Exercise >> In the data below, find each line carrying the string "ExternalError" and copy it out.

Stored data
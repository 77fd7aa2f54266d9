//! Integration tests for the molprop-bench CLI and library.
//!
//! These tests verify end-to-end functionality including:
//! - The resampling protocol feeds the panel, baselines and external
//!   predictors identical splits
//! - Both aggregation modes rank models as expected
//! - External results merge into stored bundles
//! - CLI commands work against a temporary workspace

#![allow(clippy::unwrap_used)]
#![allow(clippy::float_cmp)]
#![allow(clippy::cast_precision_loss)]

use molprop_bench::{
    draw_trial, parse_response_log, pooled_r2, run_external, run_mae, run_r2, summarize, summarize_mae, Dataset,
    EvalMode, ExperimentConfig, ExternalError, ExternalPredictor, FitError, ModelKind, ModelPanel,
    MoleculeRecord, Regressor, ResultStore, RunnerConfig, RunnerError, Score, SummaryReport, TaskRunner, LAST_VALUE_BASELINE,
    MEAN_BASELINE, RANDOM_BASELINE,
};
use ndarray::{Array1, ArrayView1, ArrayView2};
use std::collections::{BTreeMap, HashMap};
use std::process::Command;
use tempfile::TempDir;

// ============================================================================
// Fixtures
// ============================================================================

/// Four features with a noiseless linear target
fn features(i: usize) -> Vec<f64> {
    vec![
        (i % 7) as f64,
        ((i * 3) % 11) as f64,
        ((i * i) % 13) as f64,
        (i % 5) as f64 * 0.5,
    ]
}

fn linear_target(x: &[f64]) -> f64 {
    2.0 * x[0] - x[1] + 0.5 * x[2] + 3.0 * x[3] + 1.0
}

fn records(n: usize) -> Vec<MoleculeRecord> {
    (0..n)
        .map(|i| {
            let x = features(i);
            MoleculeRecord {
                id: format!("mol-{i}"),
                smiles: format!("C{}O", "C".repeat(i % 9)) + &format!("N{i}"),
                targets: BTreeMap::from([("LogP".to_string(), linear_target(&x))]),
                representations: BTreeMap::from([("desc".to_string(), x)]),
            }
        })
        .collect()
}

fn dataset(n: usize) -> Dataset {
    Dataset::from_records(records(n)).unwrap()
}

fn small_panel() -> ModelPanel {
    let mut panel = ModelPanel::empty(42);
    panel
        .register("Linear", ModelKind::Linear)
        .register("Ridge", ModelKind::Ridge { alpha: 1.0 })
        .register("KNN", ModelKind::Knn { k: 5 });
    panel
}

struct AlwaysFails;

impl Regressor for AlwaysFails {
    fn fit(&mut self, _: ArrayView2<'_, f64>, _: ArrayView1<'_, f64>) -> Result<(), FitError> {
        Err(FitError::Failed("solver diverged".to_string()))
    }

    fn predict(&self, _: ArrayView2<'_, f64>) -> Result<Array1<f64>, FitError> {
        Err(FitError::NotFitted)
    }
}

fn always_fails() -> Box<dyn Regressor> {
    Box::new(AlwaysFails)
}

fn write_jsonl(dir: &TempDir, records: &[MoleculeRecord]) -> std::path::PathBuf {
    let path = dir.path().join("dataset.jsonl");
    let lines: Vec<String> = records
        .iter()
        .map(|r| serde_json::to_string(r).unwrap())
        .collect();
    std::fs::write(&path, lines.join("\n") + "\n").unwrap();
    path
}

// ============================================================================
// MAE mode
// ============================================================================

#[test]
fn test_linear_beats_mean_baseline() {
    let table = run_mae(&dataset(60), "desc", "LogP", 5, 50, &small_panel()).unwrap();

    let mae = |name: &str| match table.get(name).unwrap() {
        Score::Mae(s) => s.mean_mae,
        Score::R2 { .. } => unreachable!(),
    };
    assert!(mae("Linear") < mae(MEAN_BASELINE));
    assert!(mae("Linear") < 1e-2);
    assert_eq!(table.len(), 6);
    assert_eq!(table.rows()[0].model, "Linear");
}

#[test]
fn test_failed_model_is_missing_not_zero() {
    let mut panel = small_panel();
    panel.register("Broken", ModelKind::Custom(always_fails));

    let table = run_mae(&dataset(60), "desc", "LogP", 4, 50, &panel).unwrap();
    match table.get("Broken").unwrap() {
        Score::Mae(s) => assert!(s.is_missing()),
        Score::R2 { .. } => unreachable!(),
    }
    assert_eq!(table.rows().last().unwrap().model, "Broken");
    for name in ["Linear", "Ridge", "KNN", MEAN_BASELINE, RANDOM_BASELINE, LAST_VALUE_BASELINE] {
        match table.get(name).unwrap() {
            Score::Mae(s) => assert!(!s.is_missing(), "{name} should have a score"),
            Score::R2 { .. } => unreachable!(),
        }
    }
}

fn mae_of(score: &Score) -> f64 {
    match score {
        Score::Mae(s) => s.mean_mae,
        Score::R2 { .. } => unreachable!(),
    }
}

/// Six-bit fingerprints with a target that depends on three of the bits
fn bit_records(n: usize) -> Vec<MoleculeRecord> {
    (0..n)
        .map(|i| {
            let bits: Vec<f64> = (0..6).map(|b| ((i >> b) & 1) as f64).collect();
            let target = 1.5 * bits[0] - 2.0 * bits[2] + bits[5] + 0.25;
            MoleculeRecord {
                id: format!("bits-{i}"),
                smiles: format!("C{}N", "C".repeat(i)),
                targets: BTreeMap::from([("LogP".to_string(), target)]),
                representations: BTreeMap::from([("ecfp".to_string(), bits)]),
            }
        })
        .collect()
}

#[test]
fn test_standard_panel_fills_every_row() {
    let panel = ModelPanel::standard(&[vec![8]], 42);
    let table = run_mae(&dataset(60), "desc", "LogP", 5, 50, &panel).unwrap();

    assert_eq!(table.len(), panel.len() + 3);
    for row in table.rows() {
        assert!(!mae_of(&row.score).is_nan(), "{} has no score", row.model);
    }
    assert!(mae_of(table.get("Linear").unwrap()) < mae_of(table.get(MEAN_BASELINE).unwrap()));
}

#[test]
fn test_standard_panel_on_tiny_binary_training_sets() {
    let data = Dataset::from_records(bit_records(12)).unwrap();
    let panel = ModelPanel::standard(&[vec![8]], 42);
    let table = run_mae(&data, "ecfp", "LogP", 5, 3, &panel).unwrap();

    assert_eq!(table.len(), panel.len() + 3);
    assert!(mae_of(table.get("KNN").unwrap()).is_nan(), "k = 5 exceeds three training rows");
    assert_eq!(table.rows().last().unwrap().model, "KNN");
    for row in table.rows().iter().filter(|r| r.model != "KNN") {
        assert!(!mae_of(&row.score).is_nan(), "{} has no score", row.model);
    }
}

#[test]
fn test_rankings_are_reproducible() {
    let data = dataset(60);
    let a = run_mae(&data, "desc", "LogP", 3, 50, &small_panel()).unwrap();
    let b = run_mae(&data, "desc", "LogP", 3, 50, &small_panel()).unwrap();
    assert_eq!(a, b);
}

#[test]
fn test_insufficient_data_is_fatal() {
    let err = run_mae(&dataset(30), "desc", "LogP", 5, 50, &small_panel()).unwrap_err();
    assert!(err.is_fatal());
    assert!(matches!(err, RunnerError::Eval(_)));
}

#[test]
fn test_missing_representation_is_not_fatal() {
    let err = run_mae(&dataset(60), "ecfp", "LogP", 2, 50, &small_panel()).unwrap_err();
    assert!(!err.is_fatal());
}

// ============================================================================
// R² mode
// ============================================================================

#[test]
fn test_pooled_r2_ranks_exact_fit_first() {
    let table = run_r2(&dataset(60), "desc", "LogP", 8, 50, &small_panel()).unwrap();
    let best = table.best().unwrap();
    assert_eq!(best.model, "Linear");
    assert!(best.score.key() > 0.9999);
    assert!(table.get(MEAN_BASELINE).unwrap().key() < best.score.key());
}

#[test]
fn test_pooled_r2_reference_values() {
    assert_eq!(pooled_r2(&[1.0, 2.0, 3.0], &[1.0, 2.0, 3.0]), 1.0);
    assert!(pooled_r2(&[1.0, 2.0, 3.0], &[3.0, 2.0, 1.0]) < 0.0);
    assert!(pooled_r2(&[1.0], &[1.0]).is_nan());
}

// ============================================================================
// External predictors and merge
// ============================================================================

/// Answers with the true value looked up by structure
struct Oracle(HashMap<String, f64>);

impl ExternalPredictor for Oracle {
    fn name(&self) -> &str {
        "Oracle"
    }

    fn predict(&self, query: &str, examples: &[(String, f64)]) -> Result<String, ExternalError> {
        assert_eq!(examples.len(), 50);
        let value = self.0[query];
        Ok(format!("Based on {} examples, the value is approximately {value}", examples.len()))
    }
}

fn oracle(records: &[MoleculeRecord]) -> Oracle {
    Oracle(
        records
            .iter()
            .map(|r| (r.smiles.clone(), r.targets["LogP"]))
            .collect(),
    )
}

#[test]
fn test_external_perfect_predictor_has_zero_error() {
    let recs = records(60);
    let data = Dataset::from_records(recs.clone()).unwrap();
    let mut log = Vec::new();

    let predictions = run_external(&oracle(&recs), &data, "LogP", 10, 50, &mut log).unwrap();
    let parsed = parse_response_log(&String::from_utf8(log).unwrap());
    assert_eq!(parsed.len(), 10);

    let summary = summarize_mae(&parsed);
    assert_eq!(summary.mean_mae, 0.0);
    assert_eq!(summary.std_mae, 0.0);
    assert_eq!(summary.median_mae, 0.0);
    assert_eq!(summarize_mae(&predictions), summary);

    for p in &parsed {
        let trial = draw_trial(60, p.iteration, 50).unwrap();
        assert_eq!(p.structure, recs[trial.held_out].smiles);
    }
}

#[test]
fn test_merge_external_into_stored_bundle() {
    let dir = TempDir::new().unwrap();
    let mut config = ExperimentConfig::default();
    config.output.results_dir = dir.path().join("Results");
    config.dataset.target_properties = vec!["LogP".to_string()];
    config.dataset.representations = vec!["desc".to_string(), "ecfp".to_string()];
    config.evaluation.n_trials = 3;

    let recs = records(60);
    let data = Dataset::from_records(recs.clone()).unwrap();
    let runner = TaskRunner::new(RunnerConfig::from(&config), small_panel());
    let store = ResultStore::new(config.output.clone());
    let written = runner.run_all_tasks(&data, &store).unwrap();
    assert_eq!(written.len(), 1);

    let mut log = Vec::new();
    let predictions = run_external(&oracle(&recs), &data, "LogP", 3, 50, &mut log).unwrap();
    let rows = vec![("Oracle".to_string(), summarize(&predictions, EvalMode::Mae))];

    let mut bundle = store.load("logp", EvalMode::Mae).unwrap();
    assert_eq!(bundle.tables.len(), 1, "absent representation is skipped");
    bundle.merge_external(&rows).unwrap();
    let once = bundle.clone();
    bundle.merge_external(&rows).unwrap();
    assert_eq!(bundle, once);

    let table = &bundle.tables["desc"];
    assert_eq!(table.len(), 7);
    assert_eq!(table.get("Oracle").unwrap().key(), 0.0);
    assert!(bundle.merge_external(&[("Oracle".to_string(), Score::R2 { r2: 1.0 })]).is_err());

    store.save(&bundle).unwrap();
    let report = SummaryReport::new("Benchmark", &store.load_all().unwrap());
    assert!(report.to_markdown().contains("Oracle"));
}

// ============================================================================
// Dataset loading
// ============================================================================

#[test]
fn test_jsonl_dataset_round_trip() {
    let dir = TempDir::new().unwrap();
    let recs = records(12);
    let path = write_jsonl(&dir, &recs);

    let data = Dataset::from_jsonl(&path).unwrap();
    assert_eq!(data.len(), 12);
    assert_eq!(data.dimension("desc"), Some(4));
    assert!(data.has_target("LogP"));
    assert_eq!(data.structure(3).unwrap(), recs[3].smiles);
}

#[test]
fn test_jsonl_rejects_ragged_vectors() {
    let dir = TempDir::new().unwrap();
    let mut recs = records(5);
    recs[2].representations.insert("desc".to_string(), vec![1.0]);
    let path = write_jsonl(&dir, &recs);
    assert!(Dataset::from_jsonl(&path).is_err());
}

// ============================================================================
// CLI Integration Tests
// ============================================================================

fn cli() -> Command {
    Command::new(env!("CARGO_BIN_EXE_molprop-bench"))
}

fn workspace(n: usize) -> (TempDir, std::path::PathBuf) {
    let dir = TempDir::new().unwrap();
    let data = write_jsonl(&dir, &records(n));
    let config = format!(
        "dataset:\n  path: {}\n  target_properties: [LogP]\n  representations: [desc]\n  train_size: 10\n\
evaluation:\n  n_trials: 2\n  mode: mae\n\
models:\n  mlp_architectures: [[4]]\n\
output:\n  results_dir: {}\n",
        data.display(),
        dir.path().join("Results").display()
    );
    let config_path = dir.path().join("experiment.yaml");
    std::fs::write(&config_path, config).unwrap();
    (dir, config_path)
}

#[test]
fn test_cli_help_command() {
    let output = cli().arg("--help").output().expect("Failed to execute CLI");
    let stdout = String::from_utf8_lossy(&output.stdout);
    assert!(output.status.success());
    for command in ["evaluate", "run-external", "merge", "report", "preview"] {
        assert!(stdout.contains(command), "Help should list {command}");
    }
}

#[test]
fn test_cli_preview() {
    let (_dir, config) = workspace(20);
    let output = cli()
        .args(["--config", config.to_str().unwrap(), "preview", "--task", "LogP", "--count", "2", "--show-prompt"])
        .output()
        .expect("Failed to execute CLI");
    let stdout = String::from_utf8_lossy(&output.stdout);
    assert!(output.status.success(), "{}", String::from_utf8_lossy(&output.stderr));
    assert!(stdout.contains("Iteration 1:"));
    assert!(stdout.contains("Iteration 2:"));
    assert!(stdout.contains("Now, based on these examples"));
}

#[test]
fn test_cli_evaluate_then_report() {
    let (dir, config) = workspace(20);
    let config = config.to_str().unwrap();

    let evaluate = cli()
        .args(["--config", config, "evaluate"])
        .output()
        .expect("Failed to execute CLI");
    assert!(evaluate.status.success(), "{}", String::from_utf8_lossy(&evaluate.stderr));
    assert!(dir.path().join("Results").join("results_dict_logp.json").exists());

    let report = cli()
        .args(["--config", config, "report", "--format", "json"])
        .output()
        .expect("Failed to execute CLI");
    assert!(report.status.success());
    let value: serde_json::Value = serde_json::from_slice(&report.stdout).unwrap();
    assert_eq!(value["metadata"]["bundles"], 1);
    assert!(value["rows"].as_array().unwrap().len() >= 17);
}

#[test]
fn test_cli_evaluate_rejects_too_few_molecules() {
    let (_dir, config) = workspace(8);
    let output = cli()
        .args(["--config", config.to_str().unwrap(), "evaluate"])
        .output()
        .expect("Failed to execute CLI");
    assert!(!output.status.success());
}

Task answer >>
    EvalMode, ExperimentConfig, ExternalError, ExternalPredictor, FitError, ModelKind, ModelPanel,
    fn predict(&self, query: &str, examples: &[(String, f64)]) -> Result<String, ExternalError> {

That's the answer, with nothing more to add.